- **Your task**: From the line with "pub mod ansible;" to the final line of the records, every line is to be duplicated exactly, both of those lines included.

Top of Supplied information

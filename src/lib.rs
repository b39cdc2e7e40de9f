//! pveforge: unattended Proxmox VE host bootstrap on top of libvirt.
//!
//! Sequencing glue around mature external tools: `virt-install` drives the
//! unattended OS install, `virsh` handles domain and network state,
//! `ansible-vault` guards the credentials, and `ansible-playbook` converges
//! the installed host. The crate's own job is the idempotent stage pipeline
//! that decides what to (re)do given the current state of the VM and the
//! network, and to fail loudly when a stage cannot.

pub mod ansible;
pub mod cache;
pub mod config;
pub mod errors;
pub mod installcfg;
pub mod net;
pub mod pipeline;
pub mod preflight;
pub mod provision;
pub mod retry;
pub mod secrets;
pub mod ssh;
pub mod util;
pub mod vm;

pub use config::ForgeConfig;
pub use errors::{ForgeError, ForgeResult};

Bottom of Supplied information

- **Task output**:
pub mod ansible;
pub mod cache;
pub mod config;
pub mod errors;
pub mod installcfg;
pub mod net;
pub mod pipeline;
pub mod preflight;
pub mod provision;
pub mod retry;
pub mod secrets;
pub mod ssh;
pub mod util;
pub mod vm;

pub use config::ForgeConfig;
pub use errors::{ForgeError, ForgeResult};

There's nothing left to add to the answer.